Stored data entries:

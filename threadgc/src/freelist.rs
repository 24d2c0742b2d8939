//! Intrusive free lists threaded through the first word of each block.
//!
//! All pointer chasing of the allocator lives here. A block on a list is
//! owned by that list: nothing else may read or write it until it is
//! popped. Lists are either confined to one thread (the owner's allocation
//! cache) or guarded by the global lock.

use std::{fmt, mem, ptr::NonNull};

const WORD: usize = mem::size_of::<usize>();

/// Address of a small-object block. Plain data, it does not own the block.
#[derive(Clone, Copy, PartialEq, Eq, Hash, PartialOrd, Ord)]
pub struct BlockPtr(NonNull<u8>);

// SAFETY: a BlockPtr is an address; access to the memory behind it is
// governed by the list that currently holds it.
unsafe impl Send for BlockPtr {}
// SAFETY: see above
unsafe impl Sync for BlockPtr {}

impl BlockPtr {
    /// # Safety
    /// `ptr` must be word aligned and point to at least one writable word
    /// of heap memory.
    #[inline(always)]
    pub unsafe fn new(ptr: NonNull<u8>) -> Self {
        debug_assert!((ptr.as_ptr() as usize).is_multiple_of(WORD));
        Self(ptr)
    }

    /// # Safety
    /// same as [`BlockPtr::new`] for a non-zero `addr`.
    #[inline(always)]
    pub(crate) unsafe fn from_addr(addr: usize) -> Option<Self> {
        // SAFETY: contract of the caller
        NonNull::new(addr as *mut u8).map(|p| unsafe { Self::new(p) })
    }

    #[inline(always)]
    pub fn as_ptr(self) -> *mut u8 {
        self.0.as_ptr()
    }

    #[inline(always)]
    pub fn addr(self) -> usize {
        self.0.as_ptr() as usize
    }

    /// # Safety
    /// the block must be owned by the caller's list.
    #[inline(always)]
    unsafe fn link(self) -> usize {
        // SAFETY: aligned, at least one word, owned by the caller
        unsafe { self.0.as_ptr().cast::<usize>().read() }
    }

    /// # Safety
    /// the block must be owned by the caller's list.
    #[inline(always)]
    unsafe fn set_link(self, next: usize) {
        // SAFETY: aligned, at least one word, owned by the caller
        unsafe { self.0.as_ptr().cast::<usize>().write(next) }
    }
}

impl fmt::Debug for BlockPtr {
    fn fmt(&self, f: &mut fmt::Formatter<'_>) -> fmt::Result {
        write!(f, "BlockPtr({:#x})", self.addr())
    }
}

/// Pops the head of a raw chain, returning the block and the new head.
///
/// # Safety
/// `head` must be a chain built by this module whose blocks the caller
/// owns.
#[inline(always)]
pub(crate) unsafe fn pop_raw(head: BlockPtr) -> (BlockPtr, usize) {
    // SAFETY: contract of the caller
    let next = unsafe { head.link() };
    // SAFETY: the block leaves the list, clear the link word
    unsafe { head.set_link(0) };
    (head, next)
}

/// Pushes `block` in front of the raw chain `head` and returns the new head.
///
/// # Safety
/// the caller must own `block` and the chain.
#[inline(always)]
pub(crate) unsafe fn push_raw(block: BlockPtr, head: usize) -> usize {
    // SAFETY: contract of the caller
    unsafe { block.set_link(head) };
    block.addr()
}

/// An owned chain of free blocks of one size.
#[derive(Default)]
pub struct FreeList {
    head: usize,
    len: usize,
}

// SAFETY: the list owns its blocks, moving it moves that ownership.
unsafe impl Send for FreeList {}

impl FreeList {
    pub const fn new() -> Self {
        Self { head: 0, len: 0 }
    }

    /// Takes ownership of a raw chain and counts it.
    ///
    /// # Safety
    /// every block reachable from `head` must be owned by the caller and
    /// the chain must be zero terminated.
    pub(crate) unsafe fn from_raw(head: usize) -> Self {
        let mut len = 0;
        let mut cur = head;
        // SAFETY: contract of the caller
        while let Some(block) = unsafe { BlockPtr::from_addr(cur) } {
            len += 1;
            // SAFETY: owned chain
            cur = unsafe { block.link() };
        }
        Self { head, len }
    }

    /// Releases the chain without touching it.
    pub(crate) fn into_raw(self) -> usize {
        let head = self.head;
        mem::forget(self);
        head
    }

    #[inline]
    pub fn len(&self) -> usize {
        self.len
    }

    #[inline]
    pub fn is_empty(&self) -> bool {
        self.head == 0
    }

    /// # Safety
    /// `block` must be owned by the caller, not on any list, and large
    /// enough to hold one word.
    #[inline]
    pub unsafe fn push(&mut self, block: BlockPtr) {
        // SAFETY: contract of the caller
        self.head = unsafe { push_raw(block, self.head) };
        self.len += 1;
    }

    #[inline]
    pub fn pop(&mut self) -> Option<BlockPtr> {
        // SAFETY: every non-zero head was pushed by `push` or `from_raw`
        let head = unsafe { BlockPtr::from_addr(self.head) }?;
        // SAFETY: we own the chain
        let (block, next) = unsafe { pop_raw(head) };
        self.head = next;
        self.len -= 1;
        Some(block)
    }

    /// Moves up to `count` blocks into a new list.
    pub fn split_off(&mut self, count: usize) -> FreeList {
        let mut taken = FreeList::new();
        let mut tail: Option<BlockPtr> = None;
        while taken.len < count {
            // SAFETY: owned chain
            let Some(block) = (unsafe { BlockPtr::from_addr(self.head) }) else {
                break;
            };
            // SAFETY: owned chain
            self.head = unsafe { block.link() };
            self.len -= 1;
            // SAFETY: block left self and goes to the end of `taken`
            unsafe { block.set_link(0) };
            match tail {
                // SAFETY: tail is owned by `taken`
                Some(t) => unsafe { t.set_link(block.addr()) },
                None => taken.head = block.addr(),
            }
            tail = Some(block);
            taken.len += 1;
        }
        taken
    }

    /// Concatenates `other` in front of this list.
    pub fn append(&mut self, other: FreeList) {
        if other.is_empty() {
            return;
        }
        let mut tail = other.head;
        loop {
            // SAFETY: `other` owns its chain
            let Some(block) = (unsafe { BlockPtr::from_addr(tail) }) else {
                break;
            };
            // SAFETY: owned chain
            let next = unsafe { block.link() };
            if next == 0 {
                // SAFETY: the tail now links into our chain, which we own
                unsafe { block.set_link(self.head) };
                break;
            }
            tail = next;
        }
        self.len += other.len;
        self.head = other.into_raw();
    }

    pub fn iter(&self) -> Iter<'_> {
        Iter {
            cur: self.head,
            _list: self,
        }
    }
}

impl fmt::Debug for FreeList {
    fn fmt(&self, f: &mut fmt::Formatter<'_>) -> fmt::Result {
        f.debug_struct("FreeList")
            .field("head", &format_args!("{:#x}", self.head))
            .field("len", &self.len)
            .finish()
    }
}

pub struct Iter<'a> {
    cur: usize,
    _list: &'a FreeList,
}

impl Iterator for Iter<'_> {
    type Item = BlockPtr;

    fn next(&mut self) -> Option<BlockPtr> {
        // SAFETY: the borrowed list owns the chain and cannot change
        let block = unsafe { BlockPtr::from_addr(self.cur) }?;
        // SAFETY: owned chain
        self.cur = unsafe { block.link() };
        Some(block)
    }
}

/// Walks a raw chain without taking ownership.
///
/// # Safety
/// nothing may modify the chain while the walk runs.
pub(crate) unsafe fn for_each_raw(head: usize, mut f: impl FnMut(BlockPtr)) {
    let mut cur = head;
    // SAFETY: contract of the caller
    while let Some(block) = unsafe { BlockPtr::from_addr(cur) } {
        // SAFETY: contract of the caller
        cur = unsafe { block.link() };
        f(block);
    }
}

#[cfg(test)]
mod tests {
    use super::*;

    struct Arena {
        words: Box<[usize]>,
    }

    impl Arena {
        fn new(blocks: usize) -> Self {
            Self {
                words: vec![0usize; blocks * 2].into_boxed_slice(),
            }
        }

        fn block(&mut self, i: usize) -> BlockPtr {
            let ptr = NonNull::from(&mut self.words[i * 2]).cast::<u8>();
            // SAFETY: two aligned words per block
            unsafe { BlockPtr::new(ptr) }
        }
    }

    #[test]
    fn push_pop_is_lifo() {
        let mut arena = Arena::new(3);
        let blocks: Vec<_> = (0..3).map(|i| arena.block(i)).collect();
        let mut list = FreeList::new();
        for &b in &blocks {
            // SAFETY: arena blocks are exclusively ours
            unsafe { list.push(b) };
        }
        assert_eq!(list.len(), 3);
        assert_eq!(list.pop(), Some(blocks[2]));
        assert_eq!(list.pop(), Some(blocks[1]));
        assert_eq!(list.pop(), Some(blocks[0]));
        assert_eq!(list.pop(), None);
        assert!(list.is_empty());
    }

    #[test]
    fn popped_block_has_cleared_link() {
        let mut arena = Arena::new(2);
        let (a, b) = (arena.block(0), arena.block(1));
        let mut list = FreeList::new();
        // SAFETY: arena blocks are exclusively ours
        unsafe {
            list.push(a);
            list.push(b);
        }
        let popped = list.pop().unwrap();
        // SAFETY: popped block belongs to us
        assert_eq!(unsafe { popped.as_ptr().cast::<usize>().read() }, 0);
    }

    #[test]
    fn append_keeps_every_block() {
        let mut arena = Arena::new(5);
        let blocks: Vec<_> = (0..5).map(|i| arena.block(i)).collect();
        let mut left = FreeList::new();
        let mut right = FreeList::new();
        // SAFETY: arena blocks are exclusively ours
        unsafe {
            left.push(blocks[0]);
            left.push(blocks[1]);
            right.push(blocks[2]);
            right.push(blocks[3]);
            right.push(blocks[4]);
        }
        left.append(right);
        assert_eq!(left.len(), 5);
        let mut seen: Vec<_> = left.iter().collect();
        seen.sort();
        let mut expected = blocks.clone();
        expected.sort();
        assert_eq!(seen, expected);
    }

    #[test]
    fn split_off_takes_prefix() {
        let mut arena = Arena::new(4);
        let blocks: Vec<_> = (0..4).map(|i| arena.block(i)).collect();
        let mut list = FreeList::new();
        for &b in &blocks {
            // SAFETY: arena blocks are exclusively ours
            unsafe { list.push(b) };
        }
        let taken = list.split_off(3);
        assert_eq!(taken.len(), 3);
        assert_eq!(list.len(), 1);
        assert_eq!(taken.iter().count(), 3);
        assert_eq!(list.iter().next(), Some(blocks[0]));
    }

    #[test]
    fn raw_round_trip_recounts() {
        let mut arena = Arena::new(3);
        let mut list = FreeList::new();
        for i in 0..3 {
            let b = arena.block(i);
            // SAFETY: arena blocks are exclusively ours
            unsafe { list.push(b) };
        }
        let head = list.into_raw();
        // SAFETY: chain built above
        let list = unsafe { FreeList::from_raw(head) };
        assert_eq!(list.len(), 3);
    }
}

#### Task to complete
Each line above that has the word "field" should be copied.

#### Task response
            .field("head", &format_args!("{:#x}", self.head))
            .field("len", &self.len)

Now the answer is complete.